Not per se, but they have indeed been a bad thing with coreboot in the past.
The coreboot project has always sought cooperation with hardware vendors.
Intel was however not interested, to the point where multiple different efforts to implement coreboot were all independently refused support on the (obviously false) grounds that "nobody else wants what you are asking for."
One could argue that Intel is now more interested, since they make the FSP available and work with coreboot upstream, but I for one think that is far too simplistic.
I understand where you are coming from, because it would be logical also for x86 vendors to enable as many customers as possible to program their silicon, but the trend with x86 is actually strictly the opposite.
For good insight I highly recommend that you read ISBN 9781430265719 "Platform Embedded Security Technology Revealed" by Intel.
You can hopefully see that it's more important to work together on x86 than on platforms where vendors have a different attitude.
So without deeper understanding I disagree with both statemen't - with Peter's, as different projects for the same thing are not necessarily bad
You're absolutely right about the "not neccessarily" part - but coreboot experience is clear - we achieve more quicker when working together.

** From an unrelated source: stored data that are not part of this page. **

//! Browser discovery, launch and teardown for one scraping run.
//!
//! A run owns exactly one [`BrowserSession`]. Launch is retried a bounded
//! number of times, wiping the on-disk profile between attempts. The session
//! is closed explicitly at the end of a run; `Drop` is the fallback for early
//! exits.

use crate::core::config::ScoutConfig;
use crate::core::SessionError;
use crate::scraping::renderer::ChromiumRenderer;
use anyhow::{anyhow, Result};
use chromiumoxide::browser::BrowserConfig;
use chromiumoxide::handler::viewport::Viewport;
use chromiumoxide::Browser;
use futures::StreamExt;
use rand::distr::{Distribution, Uniform};
use std::path::{Path, PathBuf};
use std::time::Duration;
use tokio::task::JoinHandle;
use tracing::{debug, info, warn};

/// Pause between failed launch attempts.
pub const RETRY_PAUSE: Duration = Duration::from_secs(2);

const BROWSER_CANDIDATES: &[&str] = &[
    "brave-browser",
    "brave",
    "google-chrome",
    "chromium",
    "chromium-browser",
    "chrome",
];

/// Find a usable Chromium-family browser executable.
///
/// Resolution order:
/// 1. `CHROME_EXECUTABLE` env var (explicit override)
/// 2. PATH scan
/// 3. OS-specific well-known install paths
pub fn find_chrome_executable() -> Option<String> {
    if let Ok(p) = std::env::var("CHROME_EXECUTABLE") {
        if Path::new(&p).exists() {
            return Some(p);
        }
    }

    for exe in BROWSER_CANDIDATES {
        if let Ok(path) = which::which(exe) {
            return Some(path.to_string_lossy().to_string());
        }
    }

    #[cfg(target_os = "macos")]
    {
        let candidates = [
            "/Applications/Google Chrome.app/Contents/MacOS/Google Chrome",
            "/Applications/Brave Browser.app/Contents/MacOS/Brave Browser",
            "/Applications/Chromium.app/Contents/MacOS/Chromium",
        ];
        for c in candidates {
            if Path::new(c).exists() {
                return Some(c.to_string());
            }
        }
    }

    #[cfg(target_os = "linux")]
    {
        let candidates = [
            "/usr/bin/google-chrome",
            "/usr/bin/chromium",
            "/usr/bin/chromium-browser",
            "/usr/bin/brave-browser",
            "/snap/bin/chromium",
        ];
        for c in candidates {
            if Path::new(c).exists() {
                return Some(c.to_string());
            }
        }
    }

    #[cfg(target_os = "windows")]
    {
        let candidates = [
            r"C:\Program Files\Google\Chrome\Application\chrome.exe",
            r"C:\Program Files (x86)\Google\Chrome\Application\chrome.exe",
            r"C:\Program Files\BraveSoftware\Brave-Browser\Application\brave.exe",
        ];
        for c in candidates {
            if Path::new(c).exists() {
                return Some(c.to_string());
            }
        }
    }

    None
}

/// Where the scraper keeps its browser profile between runs.
pub fn default_profile_dir() -> PathBuf {
    dirs::cache_dir()
        .unwrap_or_else(std::env::temp_dir)
        .join("zepto-scout")
        .join("profile")
}

#[derive(Debug, Clone)]
pub struct LaunchOptions {
    pub headless: bool,
    /// Extra attempts after the first failed launch.
    pub retries: u32,
    pub profile_dir: PathBuf,
    pub width: u32,
    pub height: u32,
}

impl Default for LaunchOptions {
    fn default() -> Self {
        Self {
            headless: false,
            retries: crate::core::config::DEFAULT_LAUNCH_RETRIES,
            profile_dir: default_profile_dir(),
            width: 1920,
            height: 1080,
        }
    }
}

impl LaunchOptions {
    pub fn from_config(config: &ScoutConfig) -> Self {
        Self {
            headless: config.resolve_headless(),
            retries: config.resolve_launch_retries(),
            ..Self::default()
        }
    }

    pub fn attempts(&self) -> u32 {
        self.retries.saturating_add(1)
    }
}

/// Build a `BrowserConfig` for a desktop-sized window.
pub fn build_browser_config(exe: &str, opts: &LaunchOptions) -> Result<BrowserConfig> {
    let mut builder = BrowserConfig::builder()
        .chrome_executable(exe)
        .user_data_dir(&opts.profile_dir)
        .viewport(Viewport {
            width: opts.width,
            height: opts.height,
            device_scale_factor: Some(1.0),
            emulating_mobile: false,
            is_landscape: true,
            has_touch: false,
        })
        .window_size(opts.width, opts.height)
        .arg("--disable-gpu")
        .arg("--no-sandbox")
        .arg("--disable-dev-shm-usage")
        .arg("--disable-extensions")
        .arg("--disable-infobars")
        .arg("--no-first-run")
        .arg("--no-default-browser-check")
        .arg("--disable-blink-features=AutomationControlled");

    if !opts.headless {
        builder = builder.with_head();
    }

    builder
        .build()
        .map_err(|e| anyhow!("Failed to build browser config: {}", e))
}

/// Remove the profile directory so the next launch starts clean.
fn clear_profile_dir(dir: &Path) {
    if !dir.exists() {
        return;
    }
    match std::fs::remove_dir_all(dir) {
        Ok(()) => info!("🧹 Cleared browser profile at {}", dir.display()),
        Err(e) => warn!("Could not clear browser profile {}: {}", dir.display(), e),
    }
}

/// One browser process with a single working tab.
pub struct BrowserSession {
    browser: Option<Browser>,
    handler_task: JoinHandle<()>,
    renderer: ChromiumRenderer,
}

impl BrowserSession {
    /// Launch with up to `opts.attempts()` tries.
    pub async fn launch(opts: &LaunchOptions) -> Result<Self, SessionError> {
        let exe = find_chrome_executable().ok_or(SessionError::BrowserNotFound)?;
        let attempts = opts.attempts();
        let mut last_error = String::new();

        for attempt in 1..=attempts {
            info!("🚀 Launching browser ({}), attempt {}/{}", exe, attempt, attempts);
            match Self::try_launch(&exe, opts).await {
                Ok(session) => {
                    info!("✅ Browser ready");
                    return Ok(session);
                }
                Err(e) => {
                    warn!("⚠️ Browser launch attempt {} failed: {:#}", attempt, e);
                    last_error = format!("{:#}", e);
                    if attempt < attempts {
                        clear_profile_dir(&opts.profile_dir);
                        tokio::time::sleep(RETRY_PAUSE).await;
                    }
                }
            }
        }

        Err(SessionError::LaunchFailed {
            attempts,
            message: last_error,
        })
    }

    async fn try_launch(exe: &str, opts: &LaunchOptions) -> Result<Self> {
        let config = build_browser_config(exe, opts)?;
        let (mut browser, mut handler) = Browser::launch(config)
            .await
            .map_err(|e| anyhow!("Failed to launch browser ({}): {}", exe, e))?;

        let handler_task = tokio::spawn(async move {
            while let Some(event) = handler.next().await {
                if let Err(e) = event {
                    debug!("CDP handler error: {}", e);
                }
            }
        });

        let page = match browser.new_page("about:blank").await {
            Ok(page) => page,
            Err(e) => {
                // don't let a close error shadow the tab error
                if let Err(close_err) = browser.close().await {
                    warn!("Browser close error (non-fatal): {}", close_err);
                }
                handler_task.abort();
                return Err(anyhow!(SessionError::PageUnavailable(e.to_string())));
            }
        };

        Ok(Self {
            browser: Some(browser),
            handler_task,
            renderer: ChromiumRenderer::new(page),
        })
    }

    pub fn renderer(&self) -> &ChromiumRenderer {
        &self.renderer
    }

    /// Close the browser and stop the CDP handler.
    pub async fn close(mut self) {
        if let Some(mut browser) = self.browser.take() {
            if let Err(e) = browser.close().await {
                warn!("Browser close error (non-fatal): {}", e);
            }
            let _ = browser.wait().await;
            info!("🛑 Browser closed");
        }
        self.handler_task.abort();
    }
}

impl Drop for BrowserSession {
    fn drop(&mut self) {
        let Some(mut browser) = self.browser.take() else {
            return;
        };
        // Drop cannot await; hand the close to the runtime if there is one.
        let Ok(handle) = tokio::runtime::Handle::try_current() else {
            return;
        };
        handle.spawn(async move {
            let _ = browser.close().await;
        });
    }
}

/// `base` plus a uniformly drawn extra delay in `[0, jitter]`.
pub fn jittered(base: Duration, jitter: Duration) -> Duration {
    let max_ms = u64::try_from(jitter.as_millis()).unwrap_or(u64::MAX);
    if max_ms == 0 {
        return base;
    }
    let extra = Uniform::new_inclusive(0u64, max_ms)
        .map(|dist| dist.sample(&mut rand::rng()))
        .unwrap_or(0);
    base + Duration::from_millis(extra)
}

/// Sleep for a jittered `base`. Zero durations return immediately.
pub async fn pace(base: Duration, jitter: Duration) {
    let wait = jittered(base, jitter);
    if !wait.is_zero() {
        tokio::time::sleep(wait).await;
    }
}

I can imagine a bunch of other scenarios which use vanilla U-Boot without coreboot at all.
Please share? I guess you know that coreboot explicitly wants to do the bare minimum. U-Boot as payload makes perfect sense to me, because in the end a standalone U-Boot on x86 needs to do most everything that coreboot already does.
I can see no technical reason why x86 must be different from all other architectures where U-Boot boots directly.